Dataset excerpts:
┏━━
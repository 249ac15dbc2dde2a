use crate::{
    core::geo::{LatLng, LatLngBounds},
    data::plates::PlateBoundary,
    layers::base::{LayerProperties, LayerTrait, LayerType},
};
use serde::{Deserialize, Serialize};

/// Stroke options for line features
#[derive(Debug, Clone, PartialEq, Serialize, Deserialize)]
pub struct PathStyle {
    pub color: String,
    pub weight: f64,
    pub opacity: f64,
}

impl PathStyle {
    /// Plate boundaries: solid orange, two pixels wide
    pub fn plate_boundary() -> Self {
        Self {
            color: "orange".to_string(),
            weight: 2.0,
            opacity: 1.0,
        }
    }
}

impl Default for PathStyle {
    fn default() -> Self {
        Self {
            color: "#3388ff".to_string(),
            weight: 3.0,
            opacity: 1.0,
        }
    }
}

/// One or more connected paths drawn with a shared style
pub struct Polyline {
    properties: LayerProperties,
    paths: Vec<Vec<LatLng>>,
    style: PathStyle,
}

impl Polyline {
    pub fn new(id: String, paths: Vec<Vec<LatLng>>, style: PathStyle) -> Self {
        let properties = LayerProperties::new(id, "Polyline".to_string(), LayerType::Vector);
        Self {
            properties,
            paths,
            style,
        }
    }

    pub fn for_plate_boundary(id: String, boundary: &PlateBoundary) -> Self {
        let mut polyline = Self::new(id, boundary.paths.clone(), PathStyle::plate_boundary());
        if let Some(name) = &boundary.name {
            polyline.properties.name = name.clone();
        }
        polyline
    }

    pub fn paths(&self) -> &[Vec<LatLng>] {
        &self.paths
    }

    pub fn style(&self) -> &PathStyle {
        &self.style
    }

    pub fn point_count(&self) -> usize {
        self.paths.iter().map(Vec::len).sum()
    }
}

impl LayerTrait for Polyline {
    crate::impl_layer_trait!(Polyline, properties);

    fn options(&self) -> serde_json::Value {
        let mut json = self.properties.describe();
        json["paths"] = serde_json::json!(self.paths);
        json["style"] = serde_json::json!(self.style);
        json
    }

    /// Only the style can be changed; the geometry comes from the feed.
    fn set_options(&mut self, options: serde_json::Value) -> crate::Result<()> {
        self.style = serde_json::from_value(options)?;
        Ok(())
    }

    fn bounds(&self) -> Option<LatLngBounds> {
        let points: Vec<LatLng> = self.paths.iter().flatten().copied().collect();
        LatLngBounds::from_points(&points)
    }
}
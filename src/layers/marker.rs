use crate::{
    core::geo::{LatLng, LatLngBounds},
    data::earthquake::EarthquakeFeature,
    layers::base::{LayerProperties, LayerTrait, LayerType},
    style::{feature::style_feature_with, magnitude::RadiusPolicy, VisualStyle},
    ui::popup::Popup,
    Result,
};

/// A circle marker sized in screen pixels, Leaflet's `circleMarker`
pub struct CircleMarker {
    properties: LayerProperties,
    position: LatLng,
    style: VisualStyle,
    popup: Option<Popup>,
}

impl CircleMarker {
    pub fn new(id: String, position: LatLng, style: VisualStyle) -> Self {
        let properties = LayerProperties::new(id, "Circle Marker".to_string(), LayerType::Marker);
        Self {
            properties,
            position,
            style,
            popup: None,
        }
    }

    /// Styled marker with an attached popup for one earthquake
    pub fn for_earthquake(
        id: String,
        quake: &EarthquakeFeature,
        policy: RadiusPolicy,
    ) -> Result<Self> {
        let style = style_feature_with(quake, policy)?;
        let popup = Popup::for_earthquake(format!("{}-popup", id), quake);
        Ok(Self::new(id, quake.position, style).with_popup(popup))
    }

    pub fn with_popup(mut self, popup: Popup) -> Self {
        self.popup = Some(popup);
        self
    }

    pub fn position(&self) -> LatLng {
        self.position
    }

    pub fn style(&self) -> &VisualStyle {
        &self.style
    }

    pub fn popup(&self) -> Option<&Popup> {
        self.popup.as_ref()
    }
}

impl LayerTrait for CircleMarker {
    crate::impl_layer_trait!(CircleMarker, properties);
    crate::impl_read_only_options!();

    fn options(&self) -> serde_json::Value {
        let mut json = self.properties.describe();
        json["position"] = serde_json::json!(self.position);
        json["style"] = serde_json::json!(self.style);
        json["popup"] = self.popup.as_ref().map(|p| p.html()).into();
        json
    }

    fn bounds(&self) -> Option<LatLngBounds> {
        Some(LatLngBounds::new(self.position, self.position))
    }
}

#[cfg(test)]
mod tests {
    use super::*;

    fn quake() -> EarthquakeFeature {
        EarthquakeFeature {
            id: Some("nc75000001".to_string()),
            magnitude: 3.4,
            depth: 8.1,
            place: "5 km N of The Geysers, CA".to_string(),
            position: LatLng::new(38.82, -122.80),
            time: None,
        }
    }

    #[test]
    fn test_marker_for_earthquake() {
        let marker = CircleMarker::for_earthquake(
            "nc75000001".to_string(),
            &quake(),
            RadiusPolicy::Clamped,
        )
        .unwrap();

        assert_eq!(marker.layer_type(), LayerType::Marker);
        assert_eq!(marker.position(), LatLng::new(38.82, -122.80));
        assert_eq!(marker.style().fill_color.hex(), "#98ee00");
        assert!((marker.style().radius - 13.6).abs() < 1e-12);
        assert!(marker.popup().unwrap().text().contains("5 km N of The Geysers, CA"));
    }

    #[test]
    fn test_options_are_read_only() {
        let mut marker = CircleMarker::for_earthquake(
            "m".to_string(),
            &quake(),
            RadiusPolicy::Clamped,
        )
        .unwrap();

        let options = marker.options();
        assert_eq!(options["style"]["fillColor"], "#98ee00");
        assert_eq!(options["position"]["lat"], 38.82);
        assert!(marker.set_options(serde_json::json!({})).is_err());
    }

    #[test]
    fn test_bounds_is_the_position() {
        let marker = CircleMarker::for_earthquake("m".to_string(), &quake(), RadiusPolicy::Clamped)
            .unwrap();
        let bounds = marker.bounds().unwrap();
        assert_eq!(bounds.south_west, bounds.north_east);
    }
}
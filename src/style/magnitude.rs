use crate::{MapError, Result};

/// Marker radius for a magnitude-zero event, and the clamped minimum.
pub const FLOOR_RADIUS: f64 = 1.0;

/// Radius units per unit of magnitude.
pub const RADIUS_SCALE: f64 = 4.0;

/// How negative magnitudes are sized.
///
/// The USGS feed does publish small negative magnitudes for micro-events.
/// Scaling them linearly yields a zero or negative radius, which renders as
/// nothing at all.
#[derive(Debug, Clone, Copy, PartialEq, Eq, Default)]
pub enum RadiusPolicy {
    /// Negative magnitudes get [`FLOOR_RADIUS`], so every marker is visible.
    #[default]
    Clamped,
    /// `magnitude * 4` for every non-zero magnitude, negative results included.
    Legacy,
}

/// Marker radius for a magnitude.
///
/// Zero maps to [`FLOOR_RADIUS`]; positive magnitudes scale linearly by
/// [`RADIUS_SCALE`] under either policy.
pub fn radius_for_magnitude(magnitude: f64, policy: RadiusPolicy) -> Result<f64> {
    if magnitude.is_nan() {
        return Err(MapError::InvalidValue("magnitude is NaN".to_string()));
    }

    if magnitude == 0.0 {
        return Ok(FLOOR_RADIUS);
    }

    match policy {
        RadiusPolicy::Clamped if magnitude < 0.0 => Ok(FLOOR_RADIUS),
        _ => Ok(magnitude * RADIUS_SCALE),
    }
}
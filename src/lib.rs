// memslab - Slab allocator for cache entries
// Power-of-two size classes carved out of 1 MiB slabs

#![warn(rust_2018_idioms)]

pub mod config;
pub mod metrics;
pub mod slab;

// Re-exports for convenience
pub use config::{AllocatorConfig, Strategy};
pub use slab::{
    resolve, ChunkAllocator, ChunkHandle, ClassId, SharedAllocator, SlabAllocator, SlabStats,
    SystemAllocator,
};

/// memslab error types
pub mod error {
    use thiserror::Error;

    #[derive(Error, Debug, Clone, PartialEq, Eq)]
    pub enum Error {
        #[error("Unsupported size: {0} bytes has no size class")]
        UnsupportedSize(usize),

        #[error(
            "Out of budget: {requested} more bytes would exceed the {ceiling} byte ceiling \
             ({committed} committed)"
        )]
        OutOfBudget {
            requested: usize,
            committed: usize,
            ceiling: usize,
        },

        #[error("Allocation failed: {0}")]
        AllocationFailed(String),

        #[error("Invalid size class: {0}")]
        InvalidClass(usize),

        #[error("Configuration error: {0}")]
        Config(String),
    }

    impl Error {
        /// Short label used for metrics and logs
        pub fn reason(&self) -> &'static str {
            match self {
                Error::UnsupportedSize(_) => "unsupported_size",
                Error::OutOfBudget { .. } => "out_of_budget",
                Error::AllocationFailed(_) => "allocation_failed",
                Error::InvalidClass(_) => "invalid_class",
                Error::Config(_) => "config",
            }
        }
    }

    pub type Result<T> = std::result::Result<T, Error>;
}

/// Version information
pub const VERSION: &str = env!("CARGO_PKG_VERSION");
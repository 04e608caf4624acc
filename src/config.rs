//! Allocator configuration
//!
//! Settings come from an optional TOML file, overridden by `MEMSLAB_*`
//! environment variables:
//!
//! ```toml
//! memory_limit = 67108864   # bytes, 0 = unbounded
//! strategy = "slab"         # or "system"
//! ```

use crate::error::{Error, Result};
use crate::slab::{ChunkAllocator, SlabAllocator, SystemAllocator};
use serde::{Deserialize, Serialize};
use std::fmt;
use std::path::Path;
use std::str::FromStr;

/// Environment variable prefix
pub const ENV_PREFIX: &str = "MEMSLAB";

/// Which allocator serves chunks
#[derive(Debug, Clone, Copy, Default, PartialEq, Eq, Serialize, Deserialize)]
#[serde(rename_all = "snake_case")]
pub enum Strategy {
    /// Power-of-two size classes carved from slabs
    #[default]
    Slab,
    /// Straight to the system allocator
    System,
}

impl fmt::Display for Strategy {
    fn fmt(&self, f: &mut fmt::Formatter<'_>) -> fmt::Result {
        match self {
            Strategy::Slab => write!(f, "slab"),
            Strategy::System => write!(f, "system"),
        }
    }
}

impl FromStr for Strategy {
    type Err = Error;

    fn from_str(s: &str) -> Result<Self> {
        match s.to_ascii_lowercase().as_str() {
            "slab" => Ok(Strategy::Slab),
            "system" => Ok(Strategy::System),
            other => Err(Error::Config(format!("unknown strategy: {}", other))),
        }
    }
}

/// Allocator configuration
#[derive(Debug, Clone, Default, PartialEq, Eq, Serialize, Deserialize)]
#[serde(default)]
pub struct AllocatorConfig {
    /// Memory ceiling in bytes (0 = unbounded)
    pub memory_limit: usize,
    /// Allocator strategy
    pub strategy: Strategy,
}

impl AllocatorConfig {
    /// Load from an optional file, then apply `MEMSLAB_*` overrides
    pub fn load(path: Option<&Path>) -> Result<Self> {
        let mut builder = ::config::Config::builder();
        if let Some(path) = path {
            builder = builder.add_source(::config::File::from(path).required(true));
        }

        builder
            .add_source(::config::Environment::with_prefix(ENV_PREFIX).try_parsing(true))
            .build()
            .and_then(|c| c.try_deserialize())
            .map_err(|e| Error::Config(format!("Failed to load configuration: {}", e)))
    }

    /// Parse a TOML document
    pub fn from_toml_str(s: &str) -> Result<Self> {
        toml::from_str(s).map_err(|e| Error::Config(format!("Invalid configuration: {}", e)))
    }

    /// Build the configured allocator
    pub fn build(&self) -> Box<dyn ChunkAllocator> {
        match self.strategy {
            Strategy::Slab => Box::new(SlabAllocator::new(self.memory_limit)),
            Strategy::System => Box::new(SystemAllocator::new(self.memory_limit)),
        }
    }
}
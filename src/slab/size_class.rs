//! Size class management for slab allocator

use super::block::Block;
use super::chunk::ChunkHandle;
use std::collections::TryReserveError;

/// Smallest usable class: 8-byte chunks
pub const POWER_SMALLEST: usize = 3;
/// Largest usable class: one chunk per slab
pub const POWER_LARGEST: usize = 20;
/// Bytes per slab
pub const POWER_BLOCK: usize = 1 << 20;
/// "No class" sentinel returned by [`resolve`]
pub const NO_CLASS: ClassId = 0;

/// First capacity of a free list or slab list
const INITIAL_LIST_CAPACITY: usize = 16;

/// Size class index; class `id` serves chunks of `2^id` bytes
pub type ClassId = usize;

/// Map a request size to its size class
///
/// Returns the exponent of the smallest power of two holding `size`,
/// raised to [`POWER_SMALLEST`]. Zero-sized requests and requests above
/// `2^POWER_LARGEST` get [`NO_CLASS`].
#[inline]
pub fn resolve(size: usize) -> ClassId {
    if size == 0 {
        return NO_CLASS;
    }

    let power = match size.checked_next_power_of_two() {
        Some(power) => power.trailing_zeros() as usize,
        None => return NO_CLASS,
    };

    let id = power.max(POWER_SMALLEST);
    if id > POWER_LARGEST {
        NO_CLASS
    } else {
        id
    }
}

/// Whether `id` names a class allocations can come from
pub fn is_usable(id: ClassId) -> bool {
    (POWER_SMALLEST..=POWER_LARGEST).contains(&id)
}

/// Make room for one more element: 16 slots at first, then double
///
/// Existing elements are untouched when the reservation fails.
pub(crate) fn reserve_geometric<T>(list: &mut Vec<T>) -> Result<(), TryReserveError> {
    if list.len() < list.capacity() {
        return Ok(());
    }

    let target = if list.capacity() == 0 {
        INITIAL_LIST_CAPACITY
    } else {
        list.capacity().saturating_mul(2)
    };
    list.try_reserve_exact(target - list.len())
}

/// Bookkeeping for one power-of-two size class
#[derive(Debug)]
pub struct SizeClass {
    /// Index of this size class
    pub id: ClassId,
    /// Bytes per chunk (`2^id`)
    pub chunk_size: usize,
    /// Chunks carved out of each slab
    pub chunks_per_slab: usize,
    /// Freed chunks, most recently freed last
    free_list: Vec<ChunkHandle>,
    /// Next never-served chunk of the newest slab
    bump_cursor: Option<ChunkHandle>,
    /// Chunks left behind the cursor
    bump_remaining: usize,
    /// Every slab acquired for this class
    slabs: Vec<Block>,
    /// One-based index of a slab earmarked for reclamation, zero if none
    reclaim_marker: usize,
}

impl SizeClass {
    /// Create an empty size class
    pub fn new(id: ClassId) -> Self {
        let chunk_size = 1usize << id;
        Self {
            id,
            chunk_size,
            chunks_per_slab: POWER_BLOCK / chunk_size,
            free_list: Vec::new(),
            bump_cursor: None,
            bump_remaining: 0,
            slabs: Vec::new(),
            reclaim_marker: 0,
        }
    }

    /// Reuse the most recently freed chunk
    pub(crate) fn pop_free(&mut self) -> Option<ChunkHandle> {
        self.free_list.pop()
    }

    /// Hand out the chunk under the bump cursor and advance it
    pub(crate) fn take_bump(&mut self) -> Option<ChunkHandle> {
        if self.bump_remaining == 0 {
            return None;
        }

        let chunk = self.bump_cursor.take()?;
        self.bump_remaining -= 1;
        if self.bump_remaining > 0 {
            // SAFETY: bump_remaining more chunks follow this one in the slab.
            self.bump_cursor = Some(unsafe { chunk.offset(self.chunk_size) });
        }
        Some(chunk)
    }

    /// Put a chunk on the free list
    ///
    /// Gives the chunk back if the list cannot grow.
    pub(crate) fn push_free(&mut self, chunk: ChunkHandle) -> Result<(), ChunkHandle> {
        if reserve_geometric(&mut self.free_list).is_err() {
            return Err(chunk);
        }
        self.free_list.push(chunk);
        Ok(())
    }

    /// Ensure the slab list can take one more slab without allocating
    pub(crate) fn reserve_slab(&mut self) -> Result<(), TryReserveError> {
        reserve_geometric(&mut self.slabs)
    }

    /// Register a freshly acquired slab and point the bump cursor at it
    ///
    /// Whatever was left of the previous slab's tail is abandoned.
    pub(crate) fn install_slab(&mut self, block: Block) {
        self.bump_cursor = Some(ChunkHandle::new(block.base()));
        self.bump_remaining = self.chunks_per_slab;
        self.slabs.push(block);
    }

    /// Empty the class, returning its slabs
    pub(crate) fn take_slabs(&mut self) -> Vec<Block> {
        self.free_list.clear();
        self.bump_cursor = None;
        self.bump_remaining = 0;
        self.reclaim_marker = 0;
        std::mem::take(&mut self.slabs)
    }

    /// Number of slabs acquired
    pub fn slab_count(&self) -> usize {
        self.slabs.len()
    }

    /// Base addresses of every slab, in acquisition order
    pub fn slab_bases(&self) -> impl Iterator<Item = usize> + '_ {
        self.slabs.iter().map(|b| b.base().as_ptr() as usize)
    }

    pub fn slab_capacity(&self) -> usize {
        self.slabs.capacity()
    }

    /// Number of chunks on the free list
    pub fn free_count(&self) -> usize {
        self.free_list.len()
    }

    pub fn free_capacity(&self) -> usize {
        self.free_list.capacity()
    }

    /// Chunks not yet served from the newest slab
    pub fn bump_remaining(&self) -> usize {
        self.bump_remaining
    }

    pub fn reclaim_marker(&self) -> usize {
        self.reclaim_marker
    }

    /// Total chunks across all slabs (including free)
    pub fn total_chunks(&self) -> usize {
        self.slabs.len() * self.chunks_per_slab
    }
}
//! End-to-end allocator scenarios through the public API

use memslab::error::Error;
use memslab::slab::{resolve, ChunkAllocator, POWER_BLOCK, POWER_LARGEST, POWER_SMALLEST};
use memslab::{AllocatorConfig, ChunkHandle, SharedAllocator, SlabAllocator, Strategy};
use std::collections::HashSet;
use std::sync::{Arc, Barrier};
use std::thread;

#[test]
fn test_small_and_oversized_requests() {
    let mut allocator = SlabAllocator::new(0);
    allocator.init(0);

    assert!(allocator.allocate(8).is_ok());
    assert_eq!(
        allocator.allocate(2_000_000),
        Err(Error::UnsupportedSize(2_000_000))
    );
}

#[test]
fn test_single_block_ceiling() -> memslab::error::Result<()> {
    let mut allocator = SlabAllocator::new(0);
    allocator.init(1_048_576);

    let first = allocator.allocate(8)?;
    let per_slab = allocator.class(3).unwrap().chunks_per_slab;
    assert_eq!(per_slab, 131_072);

    let mut held = vec![first];
    for _ in 1..per_slab {
        held.push(allocator.allocate(8)?);
    }
    assert_eq!(allocator.class(3).unwrap().bump_remaining(), 0);
    assert_eq!(allocator.memory_committed(), POWER_BLOCK);

    assert!(matches!(
        allocator.allocate(8),
        Err(Error::OutOfBudget { .. })
    ));
    assert_eq!(allocator.memory_committed(), POWER_BLOCK);

    // A freed chunk is served even though the budget is spent
    let last = held.pop().unwrap();
    let addr = last.addr();
    unsafe { allocator.free(last, 8) };
    assert_eq!(allocator.allocate(8)?.addr(), addr);
    Ok(())
}

#[test]
fn test_unbounded_ceiling_never_refuses_for_budget() -> memslab::error::Result<()> {
    let mut allocator = SlabAllocator::new(0);

    for _ in 0..24 {
        allocator.allocate(POWER_BLOCK)?;
    }
    assert_eq!(allocator.memory_committed(), 24 * POWER_BLOCK);
    Ok(())
}

#[test]
fn test_committed_memory_stays_under_ceiling() {
    let ceiling = 5 * POWER_BLOCK + 1000;
    let mut allocator = SlabAllocator::new(ceiling);
    let mut served = 0;

    for size in [8usize, 300, 5000, 70_000, 1 << 20].iter().cycle().take(200) {
        if allocator.allocate(*size).is_ok() {
            served += 1;
        }
        assert!(allocator.memory_committed() <= ceiling);
    }
    assert!(served > 0);
    assert_eq!(allocator.memory_committed(), 5 * POWER_BLOCK);
}

#[test]
fn test_report_consistency() -> memslab::error::Result<()> {
    let mut allocator = SlabAllocator::new(0);

    let mut chunks = Vec::new();
    for _ in 0..20 {
        chunks.push(allocator.allocate(200)?);
    }
    for chunk in chunks.drain(..7) {
        unsafe { allocator.free(chunk, 200) };
    }

    let id = resolve(200);
    let stats = allocator.stats();
    let class = stats.class(id).unwrap();
    let slabs = class.total_pages;
    assert_eq!(class.total_chunks, slabs * class.chunks_per_page);
    assert_eq!(class.used_chunks, slabs * class.chunks_per_page - 7);
    assert_eq!(class.free_chunks, 7);

    let report = allocator.report();
    assert!(report.contains(&format!("STAT {}:chunk_size 256\r\n", id)));
    assert!(report.contains(&format!("STAT {}:free_chunks 7\r\n", id)));
    assert!(report.ends_with(&format!(
        "STAT active_slabs 1\r\nSTAT total_malloced {}\r\n",
        POWER_BLOCK
    )));
    Ok(())
}

#[test]
fn test_every_class_is_servable() -> memslab::error::Result<()> {
    let mut allocator = SlabAllocator::new(0);

    for id in POWER_SMALLEST..=POWER_LARGEST {
        let chunk = allocator.allocate(1 << id)?;
        assert_eq!(chunk.addr() % (1usize << id).min(4096), 0);
    }
    assert_eq!(
        allocator.stats().active_slabs,
        POWER_LARGEST - POWER_SMALLEST + 1
    );
    Ok(())
}

#[test]
fn test_shared_allocator_across_threads() {
    let shared = SharedAllocator::new(Box::new(SlabAllocator::new(0)));
    let threads = 4;
    let per_thread = 2_000;
    let barrier = Arc::new(Barrier::new(threads));

    let handles: Vec<_> = (0..threads)
        .map(|t| {
            let shared = shared.clone();
            let barrier = Arc::clone(&barrier);
            thread::spawn(move || {
                barrier.wait();
                let mut held: Vec<ChunkHandle> = Vec::new();
                for i in 0..per_thread {
                    let chunk = shared.allocate(64).expect("allocate");
                    unsafe { chunk.as_ptr().write_bytes(t as u8, 64) };
                    held.push(chunk);
                    if i % 3 == 0 {
                        let chunk = held.swap_remove(0);
                        unsafe { shared.free(chunk, 64) };
                    }
                }
                held
            })
        })
        .collect();

    let mut seen = HashSet::new();
    for handle in handles {
        for chunk in handle.join().expect("thread") {
            assert!(seen.insert(chunk.addr()), "chunk handed out twice");
        }
    }

    let stats = shared.stats();
    let class = stats.class(6).unwrap();
    assert_eq!(class.free_chunks + seen.len(), class.total_chunks - class.free_chunks_end);
}

#[test]
fn test_configured_strategies() -> memslab::error::Result<()> {
    let config = AllocatorConfig::from_toml_str("memory_limit = 1000\nstrategy = \"system\"")?;
    let shared = SharedAllocator::from_config(&config);
    assert_eq!(shared.strategy(), Strategy::System);

    let chunk = shared.allocate(600)?;
    assert!(matches!(
        shared.allocate(600),
        Err(Error::OutOfBudget { .. })
    ));
    unsafe { shared.free(chunk, 600) };
    assert_eq!(shared.memory_committed(), 0);

    let mut slab: Box<dyn ChunkAllocator> = AllocatorConfig::default().build();
    let chunk = slab.allocate(100)?;
    let addr = chunk.addr();
    unsafe { slab.free(chunk, 100) };
    assert_eq!(slab.allocate(100)?.addr(), addr);
    Ok(())
}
┗━━
WORK INSTRUCTIONS – Beginning with the top line of the data above, output every line exactly until the one that contains "two pixels wide", and include that one too.

ANSWER SECTION –
repository 249ac15dbc2dde2a
use crate::{
    core::geo::{LatLng, LatLngBounds},
    data::plates::PlateBoundary,
    layers::base::{LayerProperties, LayerTrait, LayerType},
};
use serde::{Deserialize, Serialize};

/// Stroke options for line features
#[derive(Debug, Clone, PartialEq, Serialize, Deserialize)]
pub struct PathStyle {
    pub color: String,
    pub weight: f64,
    pub opacity: f64,
}

impl PathStyle {
    /// Plate boundaries: solid orange, two pixels wide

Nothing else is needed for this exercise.